Task goal:
Using the listing below, copy every line that mentions "struct".

Data for review:
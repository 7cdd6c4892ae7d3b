//! Compiles per-teacher availability documents into resolved (day, period)
//! bitmaps, and parses preference documents into the flat fields
//! `variables`/`objective`/`metrics` consume directly (§4.2).

use std::collections::{BTreeMap, BTreeSet};

use log::debug;

use crate::model::{AvailabilityDoc, Day, InputModel, Period, PreferencesDoc, TeacherId};

/// `available[teacher][day] -> set of periods`.
#[derive(Debug, Clone, Default)]
pub struct ResolvedAvailability {
    pub by_teacher: BTreeMap<TeacherId, BTreeMap<Day, BTreeSet<Period>>>,
}

impl ResolvedAvailability {
    pub fn periods_for(&self, teacher: &TeacherId, day: Day) -> BTreeSet<Period> {
        self.by_teacher
            .get(teacher)
            .and_then(|by_day| by_day.get(&day))
            .cloned()
            .unwrap_or_default()
    }
}

/// Resolves every teacher's availability document against the instance's
/// (days, periods_per_day) grid.
pub fn resolve(model: &InputModel) -> ResolvedAvailability {
    let days = model.instance.days as Day;
    let periods_per_day = model.instance.periods_per_day as Period;

    let mut by_teacher = BTreeMap::new();
    for (teacher_id, teacher) in &model.teachers {
        let resolved = resolve_one(&teacher.availability, days, periods_per_day);
        debug!(
            "resolved availability for teacher {}: {} days with restrictions",
            teacher_id,
            resolved.values().filter(|p| p.len() < periods_per_day as usize).count()
        );
        by_teacher.insert(teacher_id.clone(), resolved);
    }
    ResolvedAvailability { by_teacher }
}

fn day_name_to_index(name: &str) -> Option<Day> {
    match name.to_ascii_lowercase().as_str() {
        "monday" | "mon" => Some(0),
        "tuesday" | "tue" => Some(1),
        "wednesday" | "wed" => Some(2),
        "thursday" | "thu" => Some(3),
        "friday" | "fri" => Some(4),
        "saturday" | "sat" => Some(5),
        "sunday" | "sun" => Some(6),
        _ => None,
    }
}

fn resolve_one(
    doc: &AvailabilityDoc,
    days: Day,
    periods_per_day: Period,
) -> BTreeMap<Day, BTreeSet<Period>> {
    let all_periods: BTreeSet<Period> = (0..periods_per_day).collect();
    let mut result: BTreeMap<Day, BTreeSet<Period>> = BTreeMap::new();

    for d in 0..days {
        result.insert(d, all_periods.clone());
    }

    for (name, entry) in &doc.days {
        let Some(day) = day_name_to_index(name) else {
            continue;
        };
        if day >= days {
            continue;
        }
        let resolved = match (&entry.available, &entry.unavailable) {
            (Some(available), Some(unavailable)) => {
                available.difference(unavailable).copied().collect()
            }
            (Some(available), None) => available.clone(),
            (None, Some(unavailable)) => all_periods.difference(unavailable).copied().collect(),
            (None, None) => all_periods.clone(),
        };
        result.insert(day, resolved);
    }

    if doc.never_monday_morning {
        if let Some(monday) = result.get_mut(&0) {
            monday.retain(|p| !matches!(p, 0 | 1 | 2));
        }
    }
    if doc.no_last_period {
        let max_period = periods_per_day.saturating_sub(1);
        for periods in result.values_mut() {
            periods.remove(&max_period);
        }
    }
    if doc.no_early_morning {
        for periods in result.values_mut() {
            periods.remove(&0);
        }
    }

    result
}

/// Parsed preferences, trivially projected from [`PreferencesDoc`] — kept as
/// a distinct type so call sites don't reach into the raw input document.
#[derive(Debug, Clone)]
pub struct ResolvedPreferences<'a> {
    pub preferred_days: &'a BTreeSet<Day>,
    pub preferred_periods: &'a BTreeSet<Period>,
    pub avoided_periods: &'a BTreeSet<Period>,
    pub prefers_morning: bool,
    pub prefers_afternoon: bool,
    pub max_daily_load: u32,
    pub max_consecutive_periods: u32,
    pub preferred_rooms: &'a BTreeSet<crate::model::RoomId>,
}

pub fn resolve_preferences(doc: &PreferencesDoc) -> ResolvedPreferences<'_> {
    ResolvedPreferences {
        preferred_days: &doc.preferred_days,
        preferred_periods: &doc.preferred_periods,
        avoided_periods: &doc.avoided_periods,
        prefers_morning: doc.prefers_morning,
        prefers_afternoon: doc.prefers_afternoon,
        max_daily_load: doc.max_daily_load,
        max_consecutive_periods: doc.max_consecutive_periods,
        preferred_rooms: &doc.preferred_rooms,
    }
}
use thiserror::Error;

/// Internal error type threaded between pipeline stages.
///
/// `solve` never returns this directly — it is caught at the one call site
/// in `lib.rs` and mapped onto [`crate::model::SolveStatus`].
#[derive(Debug, Error, Clone, PartialEq, Eq)]
pub enum EngineError {
    #[error("invalid input: {0}")]
    InvalidInput(String),

    #[error("no feasible solution exists")]
    Infeasible,

    #[error("solver deadline reached with no candidates")]
    TimedOut,

    #[error("solve was cancelled")]
    Cancelled,

    #[error("internal error: {0}")]
    Internal(String),
}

Answer to this problem:
pub struct ResolvedAvailability {
pub struct ResolvedPreferences<'a> {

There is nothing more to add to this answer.